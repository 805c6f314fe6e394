//! Visit tracker CLI library.
//!
//! This crate provides the command-line interface over the visit tracking
//! engine: ingestion by replaying recorded host-event logs, plus read-side
//! reports against the session database.

mod cli;
pub mod commands;
mod config;

pub use cli::{Cli, Commands, ExportFormat};
pub use config::Config;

======

■ **Exercise brief**:
Copy each record from above exactly, and include every line.

■ **Solution to this problem**:
repository 805c6f314fe6e394
//! Visit tracker CLI library.
//!
//! This crate provides the command-line interface over the visit tracking
//! engine: ingestion by replaying recorded host-event logs, plus read-side
//! reports against the session database.

mod cli;
pub mod commands;
mod config;

pub use cli::{Cli, Commands, ExportFormat};
pub use config::Config;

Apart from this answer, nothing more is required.